TASK BRIEF => In the material below, find all lines with the string "bytes" and copy them.
>>
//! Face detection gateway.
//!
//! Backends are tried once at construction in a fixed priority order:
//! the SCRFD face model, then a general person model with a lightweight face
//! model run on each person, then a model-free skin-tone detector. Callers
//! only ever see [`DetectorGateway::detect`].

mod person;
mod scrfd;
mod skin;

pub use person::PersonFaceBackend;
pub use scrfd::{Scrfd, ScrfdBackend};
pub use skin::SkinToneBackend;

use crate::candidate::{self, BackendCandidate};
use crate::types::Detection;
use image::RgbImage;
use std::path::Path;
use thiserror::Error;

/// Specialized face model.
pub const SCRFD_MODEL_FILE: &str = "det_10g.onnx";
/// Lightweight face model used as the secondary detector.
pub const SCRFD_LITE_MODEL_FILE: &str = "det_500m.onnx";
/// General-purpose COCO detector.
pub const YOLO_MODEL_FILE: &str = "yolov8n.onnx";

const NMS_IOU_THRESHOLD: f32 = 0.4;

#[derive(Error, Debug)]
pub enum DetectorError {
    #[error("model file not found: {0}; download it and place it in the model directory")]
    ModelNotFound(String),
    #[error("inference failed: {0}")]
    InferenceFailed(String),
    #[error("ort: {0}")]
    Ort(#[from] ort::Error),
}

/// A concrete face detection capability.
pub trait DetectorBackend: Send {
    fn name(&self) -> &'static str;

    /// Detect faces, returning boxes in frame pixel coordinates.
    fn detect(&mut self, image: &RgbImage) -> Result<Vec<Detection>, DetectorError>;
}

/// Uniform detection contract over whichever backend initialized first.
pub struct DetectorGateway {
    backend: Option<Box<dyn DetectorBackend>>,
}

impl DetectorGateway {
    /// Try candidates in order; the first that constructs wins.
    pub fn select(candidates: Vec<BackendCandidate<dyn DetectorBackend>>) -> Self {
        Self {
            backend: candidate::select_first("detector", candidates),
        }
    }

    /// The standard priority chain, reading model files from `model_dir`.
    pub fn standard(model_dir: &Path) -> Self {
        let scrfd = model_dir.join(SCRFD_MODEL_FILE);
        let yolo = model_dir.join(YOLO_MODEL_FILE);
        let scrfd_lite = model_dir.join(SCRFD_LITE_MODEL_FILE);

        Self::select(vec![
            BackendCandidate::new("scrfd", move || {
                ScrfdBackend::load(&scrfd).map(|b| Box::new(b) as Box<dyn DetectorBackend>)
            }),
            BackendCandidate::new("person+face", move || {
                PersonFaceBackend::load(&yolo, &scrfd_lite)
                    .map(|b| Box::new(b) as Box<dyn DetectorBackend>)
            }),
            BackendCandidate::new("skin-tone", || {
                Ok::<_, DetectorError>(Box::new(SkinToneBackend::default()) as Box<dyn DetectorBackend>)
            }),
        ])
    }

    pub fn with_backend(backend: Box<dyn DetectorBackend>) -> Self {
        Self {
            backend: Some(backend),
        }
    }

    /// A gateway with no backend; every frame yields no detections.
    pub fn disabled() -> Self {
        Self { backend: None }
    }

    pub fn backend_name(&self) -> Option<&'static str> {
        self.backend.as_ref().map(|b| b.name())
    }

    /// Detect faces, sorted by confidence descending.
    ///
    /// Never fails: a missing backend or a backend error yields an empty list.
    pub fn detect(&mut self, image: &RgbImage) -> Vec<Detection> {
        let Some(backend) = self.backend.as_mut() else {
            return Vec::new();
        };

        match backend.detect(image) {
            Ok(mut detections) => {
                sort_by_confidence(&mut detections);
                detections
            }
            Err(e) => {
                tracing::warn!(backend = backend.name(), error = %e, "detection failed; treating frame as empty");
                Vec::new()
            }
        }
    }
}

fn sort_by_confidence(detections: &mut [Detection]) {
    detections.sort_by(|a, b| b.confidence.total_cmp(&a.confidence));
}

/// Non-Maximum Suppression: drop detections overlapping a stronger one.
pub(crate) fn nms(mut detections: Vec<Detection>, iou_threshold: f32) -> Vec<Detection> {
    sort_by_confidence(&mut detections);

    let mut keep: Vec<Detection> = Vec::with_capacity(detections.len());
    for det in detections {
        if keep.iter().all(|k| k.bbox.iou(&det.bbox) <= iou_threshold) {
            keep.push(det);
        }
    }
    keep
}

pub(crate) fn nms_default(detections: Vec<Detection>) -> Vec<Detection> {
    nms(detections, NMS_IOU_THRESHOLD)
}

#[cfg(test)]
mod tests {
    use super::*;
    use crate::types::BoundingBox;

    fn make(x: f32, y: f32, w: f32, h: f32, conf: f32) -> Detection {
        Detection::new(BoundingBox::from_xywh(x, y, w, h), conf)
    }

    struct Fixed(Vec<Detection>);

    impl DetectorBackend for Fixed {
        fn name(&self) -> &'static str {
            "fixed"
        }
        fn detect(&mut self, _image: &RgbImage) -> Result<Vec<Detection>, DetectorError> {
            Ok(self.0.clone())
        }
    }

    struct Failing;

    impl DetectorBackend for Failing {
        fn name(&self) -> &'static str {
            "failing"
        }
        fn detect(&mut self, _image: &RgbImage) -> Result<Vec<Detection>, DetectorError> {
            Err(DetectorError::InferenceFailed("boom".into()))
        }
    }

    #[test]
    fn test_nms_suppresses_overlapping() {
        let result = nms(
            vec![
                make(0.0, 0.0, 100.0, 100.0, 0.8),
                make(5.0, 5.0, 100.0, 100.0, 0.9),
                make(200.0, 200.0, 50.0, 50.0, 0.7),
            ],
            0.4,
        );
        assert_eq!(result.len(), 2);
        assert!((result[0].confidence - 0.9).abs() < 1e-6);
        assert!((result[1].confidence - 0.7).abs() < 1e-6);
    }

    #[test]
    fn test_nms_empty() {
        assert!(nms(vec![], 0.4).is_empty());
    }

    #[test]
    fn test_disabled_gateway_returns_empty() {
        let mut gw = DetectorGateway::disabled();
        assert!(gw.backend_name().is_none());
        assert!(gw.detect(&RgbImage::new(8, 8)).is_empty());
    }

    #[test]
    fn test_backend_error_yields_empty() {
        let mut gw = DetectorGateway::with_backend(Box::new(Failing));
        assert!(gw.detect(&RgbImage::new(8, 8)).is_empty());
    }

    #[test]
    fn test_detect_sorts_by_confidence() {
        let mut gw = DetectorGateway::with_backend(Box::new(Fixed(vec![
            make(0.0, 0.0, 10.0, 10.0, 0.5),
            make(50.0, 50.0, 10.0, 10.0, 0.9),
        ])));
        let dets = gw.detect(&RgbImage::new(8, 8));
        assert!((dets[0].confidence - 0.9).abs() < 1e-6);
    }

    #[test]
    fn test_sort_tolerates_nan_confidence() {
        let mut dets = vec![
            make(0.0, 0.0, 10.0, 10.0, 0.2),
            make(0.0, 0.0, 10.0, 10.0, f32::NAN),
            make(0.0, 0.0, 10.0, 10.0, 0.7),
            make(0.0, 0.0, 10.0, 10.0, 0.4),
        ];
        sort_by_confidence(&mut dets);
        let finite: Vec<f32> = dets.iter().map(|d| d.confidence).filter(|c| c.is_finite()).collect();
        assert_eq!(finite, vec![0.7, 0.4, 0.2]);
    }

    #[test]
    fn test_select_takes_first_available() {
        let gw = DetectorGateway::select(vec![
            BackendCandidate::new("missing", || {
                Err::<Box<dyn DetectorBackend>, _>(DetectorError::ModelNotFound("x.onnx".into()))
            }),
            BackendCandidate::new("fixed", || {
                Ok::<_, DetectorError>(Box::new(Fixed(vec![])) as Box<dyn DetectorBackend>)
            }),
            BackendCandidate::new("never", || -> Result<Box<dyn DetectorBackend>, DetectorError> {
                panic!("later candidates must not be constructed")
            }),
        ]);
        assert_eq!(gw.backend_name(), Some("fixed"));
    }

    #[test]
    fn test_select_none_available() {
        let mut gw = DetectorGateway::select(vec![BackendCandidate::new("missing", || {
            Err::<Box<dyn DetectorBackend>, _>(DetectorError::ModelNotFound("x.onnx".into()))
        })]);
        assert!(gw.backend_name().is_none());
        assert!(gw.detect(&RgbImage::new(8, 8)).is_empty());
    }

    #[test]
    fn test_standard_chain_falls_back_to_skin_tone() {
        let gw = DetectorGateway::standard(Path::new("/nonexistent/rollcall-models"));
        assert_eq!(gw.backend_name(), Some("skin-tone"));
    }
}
<<
>>
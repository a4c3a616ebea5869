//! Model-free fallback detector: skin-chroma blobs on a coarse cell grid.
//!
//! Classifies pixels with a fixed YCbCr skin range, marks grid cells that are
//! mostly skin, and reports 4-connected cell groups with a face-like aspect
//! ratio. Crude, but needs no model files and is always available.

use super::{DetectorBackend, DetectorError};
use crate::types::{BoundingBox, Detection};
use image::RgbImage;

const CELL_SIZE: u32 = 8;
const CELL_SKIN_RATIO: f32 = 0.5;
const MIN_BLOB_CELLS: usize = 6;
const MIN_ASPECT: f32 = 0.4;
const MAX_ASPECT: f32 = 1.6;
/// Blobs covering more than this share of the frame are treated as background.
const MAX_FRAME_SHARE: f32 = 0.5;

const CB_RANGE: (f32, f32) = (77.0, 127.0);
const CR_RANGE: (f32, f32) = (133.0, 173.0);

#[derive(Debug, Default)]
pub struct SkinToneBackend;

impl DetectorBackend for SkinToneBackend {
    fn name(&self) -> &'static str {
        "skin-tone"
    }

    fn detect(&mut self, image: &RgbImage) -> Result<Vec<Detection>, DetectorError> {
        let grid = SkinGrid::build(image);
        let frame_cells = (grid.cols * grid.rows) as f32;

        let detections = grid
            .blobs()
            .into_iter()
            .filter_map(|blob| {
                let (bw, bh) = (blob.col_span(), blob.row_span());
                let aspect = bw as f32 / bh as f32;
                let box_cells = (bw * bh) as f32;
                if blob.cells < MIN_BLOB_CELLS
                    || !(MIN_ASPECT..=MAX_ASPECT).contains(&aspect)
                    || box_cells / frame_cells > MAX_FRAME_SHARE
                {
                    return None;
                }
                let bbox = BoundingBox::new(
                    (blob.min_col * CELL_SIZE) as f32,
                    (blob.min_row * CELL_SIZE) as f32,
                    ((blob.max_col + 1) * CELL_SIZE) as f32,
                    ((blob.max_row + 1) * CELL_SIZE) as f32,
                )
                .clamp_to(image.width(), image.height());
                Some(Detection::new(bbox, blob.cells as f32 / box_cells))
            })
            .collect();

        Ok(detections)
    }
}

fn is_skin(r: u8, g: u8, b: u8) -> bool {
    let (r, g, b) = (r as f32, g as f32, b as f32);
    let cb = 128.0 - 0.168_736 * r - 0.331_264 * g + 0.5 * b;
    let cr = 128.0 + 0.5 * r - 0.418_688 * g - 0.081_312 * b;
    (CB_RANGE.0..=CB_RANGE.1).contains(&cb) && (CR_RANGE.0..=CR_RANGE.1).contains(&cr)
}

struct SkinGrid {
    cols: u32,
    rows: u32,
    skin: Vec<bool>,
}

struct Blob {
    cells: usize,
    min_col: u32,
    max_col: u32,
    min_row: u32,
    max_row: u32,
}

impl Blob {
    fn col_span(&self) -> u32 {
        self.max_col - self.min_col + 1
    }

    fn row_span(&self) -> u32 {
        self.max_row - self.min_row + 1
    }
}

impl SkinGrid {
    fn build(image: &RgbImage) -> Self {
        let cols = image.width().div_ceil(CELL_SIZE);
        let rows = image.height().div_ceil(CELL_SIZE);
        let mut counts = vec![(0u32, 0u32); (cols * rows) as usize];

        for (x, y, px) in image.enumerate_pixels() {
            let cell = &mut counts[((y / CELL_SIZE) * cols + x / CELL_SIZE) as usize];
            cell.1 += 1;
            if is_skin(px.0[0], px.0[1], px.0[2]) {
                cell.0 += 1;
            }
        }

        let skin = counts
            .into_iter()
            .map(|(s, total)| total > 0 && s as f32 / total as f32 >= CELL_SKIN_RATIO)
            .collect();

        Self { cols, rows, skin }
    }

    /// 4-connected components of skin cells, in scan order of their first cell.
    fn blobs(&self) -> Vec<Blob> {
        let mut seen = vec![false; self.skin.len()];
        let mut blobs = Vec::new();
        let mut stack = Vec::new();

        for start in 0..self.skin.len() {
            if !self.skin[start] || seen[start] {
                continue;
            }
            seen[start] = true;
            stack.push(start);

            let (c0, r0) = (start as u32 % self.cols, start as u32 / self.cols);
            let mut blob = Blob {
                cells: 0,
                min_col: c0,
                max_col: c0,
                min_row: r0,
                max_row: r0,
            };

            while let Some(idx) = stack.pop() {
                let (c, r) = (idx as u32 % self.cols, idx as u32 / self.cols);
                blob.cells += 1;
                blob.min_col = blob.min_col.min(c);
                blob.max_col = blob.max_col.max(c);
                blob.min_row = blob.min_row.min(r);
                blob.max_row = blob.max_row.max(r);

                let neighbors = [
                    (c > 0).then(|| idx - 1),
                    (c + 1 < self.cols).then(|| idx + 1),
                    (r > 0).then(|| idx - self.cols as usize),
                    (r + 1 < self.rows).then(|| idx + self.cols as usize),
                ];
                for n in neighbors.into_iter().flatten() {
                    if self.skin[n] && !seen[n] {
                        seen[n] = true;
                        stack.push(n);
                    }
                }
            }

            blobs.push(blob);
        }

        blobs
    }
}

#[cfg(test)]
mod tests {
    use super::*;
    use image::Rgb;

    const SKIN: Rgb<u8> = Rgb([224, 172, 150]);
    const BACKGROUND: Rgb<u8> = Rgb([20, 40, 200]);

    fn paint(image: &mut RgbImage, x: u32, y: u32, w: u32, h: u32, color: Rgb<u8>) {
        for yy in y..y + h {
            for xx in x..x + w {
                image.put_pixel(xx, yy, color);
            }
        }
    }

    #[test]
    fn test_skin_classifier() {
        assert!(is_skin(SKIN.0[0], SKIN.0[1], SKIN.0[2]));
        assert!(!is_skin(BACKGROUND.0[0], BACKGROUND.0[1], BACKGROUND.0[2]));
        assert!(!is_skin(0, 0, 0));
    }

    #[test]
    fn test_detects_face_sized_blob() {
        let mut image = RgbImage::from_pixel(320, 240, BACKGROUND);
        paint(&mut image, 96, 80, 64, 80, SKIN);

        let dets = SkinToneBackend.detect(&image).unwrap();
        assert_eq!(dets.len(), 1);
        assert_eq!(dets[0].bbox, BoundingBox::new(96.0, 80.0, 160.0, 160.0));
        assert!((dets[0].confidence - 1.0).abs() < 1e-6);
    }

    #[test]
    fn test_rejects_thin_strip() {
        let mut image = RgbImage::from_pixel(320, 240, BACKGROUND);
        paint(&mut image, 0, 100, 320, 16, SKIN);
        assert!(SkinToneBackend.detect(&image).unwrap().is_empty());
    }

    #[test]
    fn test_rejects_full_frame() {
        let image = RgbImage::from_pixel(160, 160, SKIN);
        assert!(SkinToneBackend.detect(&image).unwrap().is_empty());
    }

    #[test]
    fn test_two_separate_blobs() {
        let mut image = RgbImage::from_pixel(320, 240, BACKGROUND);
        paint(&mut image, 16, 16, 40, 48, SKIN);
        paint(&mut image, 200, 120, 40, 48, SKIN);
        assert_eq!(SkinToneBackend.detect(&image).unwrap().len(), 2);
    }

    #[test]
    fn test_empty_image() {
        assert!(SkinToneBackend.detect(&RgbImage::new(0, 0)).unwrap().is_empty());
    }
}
<<
>>
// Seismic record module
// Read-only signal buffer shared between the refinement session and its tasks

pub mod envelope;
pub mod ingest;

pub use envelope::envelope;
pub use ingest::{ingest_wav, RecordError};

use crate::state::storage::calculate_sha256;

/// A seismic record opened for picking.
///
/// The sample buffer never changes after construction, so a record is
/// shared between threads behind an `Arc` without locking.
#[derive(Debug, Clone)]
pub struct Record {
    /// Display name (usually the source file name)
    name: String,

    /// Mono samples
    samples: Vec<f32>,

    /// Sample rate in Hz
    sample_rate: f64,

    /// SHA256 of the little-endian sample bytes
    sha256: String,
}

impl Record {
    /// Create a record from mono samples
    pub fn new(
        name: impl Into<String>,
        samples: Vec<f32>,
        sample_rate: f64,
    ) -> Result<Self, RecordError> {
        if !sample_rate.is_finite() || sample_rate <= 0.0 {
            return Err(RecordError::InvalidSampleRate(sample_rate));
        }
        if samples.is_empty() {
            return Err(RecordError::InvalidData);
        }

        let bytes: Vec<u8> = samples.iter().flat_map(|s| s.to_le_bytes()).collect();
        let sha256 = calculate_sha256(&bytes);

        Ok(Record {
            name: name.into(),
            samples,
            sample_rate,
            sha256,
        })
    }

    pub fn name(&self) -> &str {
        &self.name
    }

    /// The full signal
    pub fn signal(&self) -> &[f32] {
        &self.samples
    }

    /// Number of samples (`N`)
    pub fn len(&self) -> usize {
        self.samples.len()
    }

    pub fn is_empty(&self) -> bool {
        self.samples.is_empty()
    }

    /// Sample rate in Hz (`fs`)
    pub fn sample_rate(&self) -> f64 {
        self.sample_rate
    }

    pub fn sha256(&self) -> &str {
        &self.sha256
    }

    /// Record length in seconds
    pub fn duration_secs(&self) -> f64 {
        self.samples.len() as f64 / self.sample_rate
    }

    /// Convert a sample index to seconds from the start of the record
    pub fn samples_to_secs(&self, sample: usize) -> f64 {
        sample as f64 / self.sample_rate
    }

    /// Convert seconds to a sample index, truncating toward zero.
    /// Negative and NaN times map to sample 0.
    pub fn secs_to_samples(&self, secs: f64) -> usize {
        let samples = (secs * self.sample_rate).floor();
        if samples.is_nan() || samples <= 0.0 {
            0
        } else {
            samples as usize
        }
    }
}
<<
REPLY =>
    /// SHA256 of the little-endian sample bytes
        let bytes: Vec<u8> = samples.iter().flat_map(|s| s.to_le_bytes()).collect();
        let sha256 = calculate_sha256(&bytes);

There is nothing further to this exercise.